John Oscroft

Personal information
- Full name: John Thomas Oscroft
- Born: 24 March 1846 Arnold, Nottinghamshire
- Died: 15 June 1885 (aged 39) Arnold, Nottinghamshire
- Batting: Right-handed
- Bowling: Right-arm fast

Domestic team information
- 1867–1874: Nottinghamshire

Career statistics
| Competition | First-class |
| Matches | 18 |
| Runs scored | 244 |
| Batting average | 7.87 |
| 100s/50s | 0/1 |
| Top score | 51 |
| Balls bowled | 432 |
| Wickets | 3 |
| Bowling average | 53.33 |
| 5 wickets in innings | 0 |
| 10 wickets in match | 0 |
| Best bowling | 1/6 |
| Catches/stumpings | 10/0 |
- Source: CricketArchive, 7 May 2016

= John Oscroft (cricketer, born 1846) =

English cricketer (1846–1885)

John Thomas Oscroft (24 March 1846 – 15 June 1885) was an English cricketer who played first-class cricket for Nottinghamshire between 1867 and 1874. He was the brother of William Oscroft, who later captained Nottinghamshire from 1881 to 1882.

==Career==
Oscroft was a batsman, who occasionally bowled roundarm fast. Oscroft made his first-class debut in 1867, as a replacement for the injured George Parr. It was a county match between Nottinghamshire and Middlesex, and Oscroft made scores of 0 and 3. In 1868, Oscroft made an appearance for Beeston Cricket Club against Wirksworth Cricket Club. Oscroft score 0 opening the batting, ad took two wickets. The following year, Oscroft represented the All England Eleven along with his brother William; the match against a United All England Eleven was in benefit of George Anderson, and was heavily rain-affected. Oscroft did not bat or bowl, although he took a catch to dismiss George Summers.
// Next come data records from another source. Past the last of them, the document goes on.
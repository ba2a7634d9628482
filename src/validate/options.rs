use serde::{Deserialize, Serialize};

use crate::{error::{BoundaryError, BoundaryResult}, geom::BBox};

/// Options for [`CoordinateValidator`](super::CoordinateValidator).
#[derive(Debug, Clone, PartialEq, Serialize, Deserialize)]
#[serde(default, rename_all = "camelCase", deny_unknown_fields)]
pub struct ValidateOptions {
    /// Region points must fall in; the whole globe when `None`.
    pub region_bounds: Option<BBox>,
    /// Minimum number of input points (and of distinct points after repair). Default 3.
    pub min_vertices: usize,
    /// Maximum number of input points. Default 1000.
    pub max_vertices: usize,
    /// Points closer than this on both axes (degrees) are duplicates. Default 1e-6.
    pub duplicate_tolerance: f64,
    /// First and last point closer than this (degrees) close the ring. Default 1e-6.
    pub closure_tolerance: f64,
    /// Decimal places kept in corrected coordinates. Default 6.
    pub precision: u32,
}

impl Default for ValidateOptions {
    fn default() -> Self {
        Self {
            region_bounds: None,
            min_vertices: 3,
            max_vertices: 1000,
            duplicate_tolerance: 1e-6,
            closure_tolerance: 1e-6,
            precision: 6,
        }
    }
}

impl ValidateOptions {
    /// Restrict points to `bounds`.
    pub fn with_region(mut self, bounds: BBox) -> Self {
        self.region_bounds = Some(bounds);
        self
    }

    /// Reject out-of-range option values.
    pub fn check(&self) -> BoundaryResult<()> {
        if self.min_vertices < 3 {
            return Err(BoundaryError::invalid_option("minVertices", "must be at least 3"));
        }
        if self.max_vertices < self.min_vertices {
            return Err(BoundaryError::invalid_option("maxVertices", "must not be below minVertices"));
        }
        for (key, value) in [("duplicateTolerance", self.duplicate_tolerance), ("closureTolerance", self.closure_tolerance)] {
            if !value.is_finite() || value < 0.0 {
                return Err(BoundaryError::invalid_option(key, "must be a finite, non-negative number of degrees"));
            }
        }
        if self.precision > 15 {
            return Err(BoundaryError::invalid_option("precision", "at most 15 decimal places"));
        }
        if let Some(bounds) = &self.region_bounds {
            if !bounds.is_well_formed() {
                return Err(BoundaryError::invalid_option("regionBounds", "corners must be finite and ordered"));
            }
        }
        Ok(())
    }
}
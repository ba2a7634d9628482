//! Color mapping utilities for SVG thumbnails.

use std::fmt;

/// Simple RGB color.
#[derive(Clone, Copy, Debug, PartialEq, Eq)]
pub(crate) struct Rgb {
    pub(crate) r: u8,
    pub(crate) g: u8,
    pub(crate) b: u8,
}

impl fmt::Display for Rgb {
    /// Format as CSS hex: #rrggbb
    fn fmt(&self, f: &mut fmt::Formatter<'_>) -> fmt::Result {
        write!(f, "#{:02x}{:02x}{:02x}", self.r, self.g, self.b)
    }
}

const UNSCORED: Rgb = Rgb { r: 100, g: 116, b: 139 };

/// Stroke color ramp for a 0-100 quality score: red through amber to green.
pub(crate) fn quality_color(score: Option<u8>) -> Rgb {
    let Some(score) = score else { return UNSCORED };

    // [lower, upper) buckets; the last includes 100.
    const BREAKS: &[(u8, u8, Rgb)] = &[
        ( 0,  40, Rgb { r: 220, g:  38, b:  38 }),
        (40,  60, Rgb { r: 234, g:  88, b:  12 }),
        (60,  75, Rgb { r: 217, g: 119, b:   6 }),
        (75,  90, Rgb { r: 101, g: 163, b:  13 }),
        (90, 100, Rgb { r:  22, g: 163, b:  74 }),
    ];

    let score = score.min(100);
    for &(lo, hi, color) in BREAKS {
        if score >= lo && (score < hi || (hi == 100 && score <= hi)) { return color }
    }

    UNSCORED
}

#[cfg(test)]
mod tests {
    use super::*;

    #[test]
    fn ramp_buckets() {
        assert_eq!(quality_color(Some(0)).to_string(), "#dc2626");
        assert_eq!(quality_color(Some(59)).to_string(), "#ea580c");
        assert_eq!(quality_color(Some(90)).to_string(), "#16a34a");
        assert_eq!(quality_color(Some(100)).to_string(), "#16a34a");
        assert_eq!(quality_color(None), UNSCORED);
    }
}
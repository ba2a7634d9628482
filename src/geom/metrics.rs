use std::f64::consts::PI;

use serde::{Deserialize, Serialize};

use crate::types::{AreaUnit, GeoPoint};
use super::kernel::{polygon_area, polygon_perimeter};

/// Derived measurements of a boundary ring.
#[derive(Debug, Clone, Copy, PartialEq, Serialize, Deserialize)]
#[serde(rename_all = "camelCase")]
pub struct GeometryMetrics {
    /// Area in square feet.
    pub area: f64,
    /// Perimeter in feet.
    pub perimeter: f64,
    /// `perimeter² / (4π·area)`: 1 for a circle, larger for irregular shapes.
    pub complexity: f64,
}

impl GeometryMetrics {
    /// Measure a ring in square feet / feet.
    pub fn of(points: &[GeoPoint]) -> Self {
        Self::from_parts(polygon_area(points, AreaUnit::SquareFeet), polygon_perimeter(points))
    }

    pub fn from_parts(area: f64, perimeter: f64) -> Self {
        Self { area, perimeter, complexity: complexity(area, perimeter) }
    }

    /// Polsby-Popper compactness, the reciprocal of `complexity` (0 when degenerate).
    pub fn compactness(&self) -> f64 {
        if self.complexity.is_finite() && self.complexity > 0.0 { 1.0 / self.complexity } else { 0.0 }
    }
}

/// Isoperimetric complexity `perimeter² / (4π·area)`; infinite for zero area.
pub fn complexity(area: f64, perimeter: f64) -> f64 {
    if area <= 0.0 { return f64::INFINITY }
    perimeter * perimeter / (4.0 * PI * area)
}

#[cfg(test)]
mod tests {
    use super::*;

    #[test]
    fn circle_like_polygon_has_unit_complexity() {
        let ring: Vec<GeoPoint> = (0..360)
            .map(|i| {
                let theta = (i as f64).to_radians();
                GeoPoint::new(0.001 * theta.sin(), 0.001 * theta.cos())
            })
            .collect();
        let metrics = GeometryMetrics::of(&ring);
        assert!((metrics.complexity - 1.0).abs() < 0.01, "complexity {}", metrics.complexity);
        assert!((metrics.compactness() - 1.0).abs() < 0.01);
    }

    #[test]
    fn zero_area_is_infinitely_complex() {
        assert!(complexity(0.0, 10.0).is_infinite());
        assert_eq!(GeometryMetrics::from_parts(0.0, 10.0).compactness(), 0.0);
    }

    #[test]
    fn square_complexity() {
        // side 10: 40² / (4π·100) = 4/π
        assert!((complexity(100.0, 40.0) - 4.0 / PI).abs() < 1e-12);
    }
}
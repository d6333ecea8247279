// Copyright (C) 2025 SyncMyOrders Sp. z o.o.
// SPDX-License-Identifier: AGPL-3.0-or-later
//! Contract tests for the in-memory queue.

use std::time::Duration;

use whirr_core::{Queue, QueueError};
use whirr_test_harness::MemoryQueue;

fn quick_queue() -> MemoryQueue {
    MemoryQueue::with_recv_wait(Duration::from_millis(20))
}

#[tokio::test]
async fn test_empty_queue_reports_empty() {
    let queue = quick_queue();
    assert!(matches!(
        queue.get_message().await,
        Err(QueueError::Empty)
    ));
}

#[tokio::test]
async fn test_fifo_delivery_and_info_counts() {
    let queue = quick_queue();
    assert_eq!(queue.get_info().await.unwrap().num_messages, 0);

    queue.put("message-1").await.unwrap();
    queue.put("message-2").await.unwrap();
    queue.put("message-3").await.unwrap();
    assert_eq!(queue.get_info().await.unwrap().num_messages, 3);

    assert_eq!(queue.get_message().await.unwrap().body, "message-1");
    assert_eq!(queue.get_info().await.unwrap().num_messages, 2);
    assert_eq!(queue.get_message().await.unwrap().body, "message-2");
    assert_eq!(queue.get_message().await.unwrap().body, "message-3");
    assert_eq!(queue.get_info().await.unwrap().num_messages, 0);

    assert!(matches!(queue.get_message().await, Err(QueueError::Empty)));
}

#[tokio::test]
async fn test_closed_queue_reports_closed() {
    let queue = quick_queue();
    queue.close().await;
    assert!(matches!(queue.get_message().await, Err(QueueError::Closed)));
}

#[tokio::test]
async fn test_close_wins_over_remaining_messages() {
    let queue = quick_queue();
    queue.put("stranded").await.unwrap();
    queue.close().await;
    // Terminal close: receivers unblock with Closed even though a message
    // remains.
    assert!(matches!(queue.get_message().await, Err(QueueError::Closed)));
}

#[tokio::test]
async fn test_put_wakes_blocked_receiver() {
    use std::sync::Arc;
    let queue = Arc::new(MemoryQueue::with_recv_wait(Duration::from_secs(5)));
    let receiver = {
        let queue = queue.clone();
        tokio::spawn(async move { queue.get_message().await })
    };
    // Give the receiver a moment to block.
    tokio::time::sleep(Duration::from_millis(10)).await;
    queue.put("wake-up").await.unwrap();
    let message = receiver.await.unwrap().unwrap();
    assert_eq!(message.body, "wake-up");
}

#[tokio::test]
async fn test_close_wakes_blocked_receiver() {
    use std::sync::Arc;
    let queue = Arc::new(MemoryQueue::with_recv_wait(Duration::from_secs(5)));
    let receiver = {
        let queue = queue.clone();
        tokio::spawn(async move { queue.get_message().await })
    };
    tokio::time::sleep(Duration::from_millis(10)).await;
    queue.close().await;
    assert!(matches!(receiver.await.unwrap(), Err(QueueError::Closed)));
}
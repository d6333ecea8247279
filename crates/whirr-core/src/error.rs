// Copyright (C) 2025 SyncMyOrders Sp. z o.o.
// SPDX-License-Identifier: AGPL-3.0-or-later
//! Error types for the whirr engine.
//!
//! The engine distinguishes three families: misuse errors that are fatal at
//! the call site (`NotSetup`, `DuplicateTask`, `WorkerAlreadyRunning`),
//! transient conditions that are retried or absorbed by the protocol
//! (`StoreError::CompareMismatch`, `QueueError::Empty`,
//! `ValueAlreadyExists`), and everything else, which aborts the current
//! worker turn while leaving durable state consistent.
//!
//! Deferral is deliberately NOT represented here: a task that cannot finish
//! yet returns [`Outcome::Pending`](crate::Outcome), which is ordinary data.

use thiserror::Error;

/// Type alias for engine results.
pub type Result<T> = std::result::Result<T, Error>;

/// Errors surfaced by the engine.
#[derive(Debug, Error)]
#[non_exhaustive]
pub enum Error {
    /// An operation requiring backends was called before `setup()`.
    #[error("engine not set up: call setup() with backends first")]
    NotSetup,

    /// Configuration error (invalid environment variable).
    #[error("configuration error: {0}")]
    Config(String),

    /// A task was registered twice under the same name.
    #[error("task '{name}' is already registered")]
    DuplicateTask {
        /// The offending task name.
        name: String,
    },

    /// A task was registered under an unusable name.
    #[error("invalid task name: {reason}")]
    InvalidTaskName {
        /// Why the name was rejected.
        reason: String,
    },

    /// No task is registered under the requested name.
    #[error("no task registered under '{name}'")]
    TaskNotFound {
        /// The missing task name.
        name: String,
    },

    /// A client read of a call that has not completed.
    #[error("no value stored for memo key '{memo_key}'")]
    ValueNotFound {
        /// Memo key of the unfinished call.
        memo_key: String,
    },

    /// Two workers raced the same call; the later result is discarded.
    #[error("value already set for memo key '{memo_key}'")]
    ValueAlreadyExists {
        /// Memo key of the duplicated call.
        memo_key: String,
    },

    /// A CAS-guarded store transaction kept losing races past the retry
    /// budget. Almost certainly a broken `compare_and_set` in the backend.
    #[error("exceeded CAS retry limit ({limit}) on '{key}'")]
    CasRetryLimit {
        /// The contended store key.
        key: String,
        /// The configured retry budget.
        limit: u32,
    },

    /// The root workflow exceeded its enqueue budget.
    #[error("spawn limit of {limit} jobs exceeded for root '{root_id}'")]
    SpawnLimit {
        /// Root workflow identifier.
        root_id: String,
        /// The configured budget.
        limit: i64,
    },

    /// A second concurrent worker on the same engine instance.
    #[error("a worker is already running on this engine")]
    WorkerAlreadyRunning,

    /// A queue message that does not parse as `rootId/memoKey`.
    #[error("malformed queue message: '{body}'")]
    MalformedMessage {
        /// The raw message body.
        body: String,
    },

    /// A task handler failed. Aborts the worker turn; the workflow's durable
    /// state is untouched and a fresh worker can resume other work.
    #[error("task failed: {0}")]
    Task(String),

    /// Encoding or decoding of a call, value, or persisted record failed.
    #[error("codec error: {0}")]
    Codec(String),

    /// Internal invariant violation.
    #[error("internal error: {0}")]
    Internal(String),

    /// Store backend error.
    #[error(transparent)]
    Store(#[from] StoreError),

    /// Queue backend error.
    #[error(transparent)]
    Queue(#[from] QueueError),
}

impl Error {
    /// Construct a user task failure.
    pub fn task(message: impl Into<String>) -> Self {
        Error::Task(message.into())
    }

    pub(crate) fn is_compare_mismatch(&self) -> bool {
        matches!(self, Error::Store(StoreError::CompareMismatch))
    }
}

impl From<serde_json::Error> for Error {
    fn from(err: serde_json::Error) -> Self {
        Error::Codec(err.to_string())
    }
}

/// Errors from a [`Store`](crate::Store) or [`Cache`](crate::Cache) backend.
#[derive(Debug, Error)]
pub enum StoreError {
    /// The key is absent.
    #[error("key not found: {0}")]
    NotFound(String),

    /// A conditional write observed a different current value. Transient:
    /// CAS-guarded operations retry on this.
    #[error("compare mismatch")]
    CompareMismatch,

    /// The backend itself failed.
    #[error("store backend error: {0}")]
    Backend(String),
}

/// Errors from a [`Queue`](crate::Queue) backend.
#[derive(Debug, Error)]
pub enum QueueError {
    /// The bounded blocking receive elapsed with no message. Transient.
    #[error("queue is empty")]
    Empty,

    /// An adapter-level blocking pop timed out. Transient.
    #[error("queue pop timed out")]
    PopTimeout,

    /// The queue has been terminally closed. Workers exit cleanly.
    #[error("queue is closed")]
    Closed,

    /// The backend itself failed.
    #[error("queue backend error: {0}")]
    Backend(String),
}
Oscroft also played professional cricket for Wellington College, and in 1872, Oscroft umpired a one-day match between Accrington and Burnley. He also played club cricket in Lancashire and Yorkshire.

==Personal life==
Oscroft was born on 24 March 1846, in Arnold, Nottinghamshire, England. He was the brother of William Oscroft, who later captained Nottinghamshire. Aside from cricket, he owned a pub in Arnold. He died on 15 June 1885 of liver cirrhosis.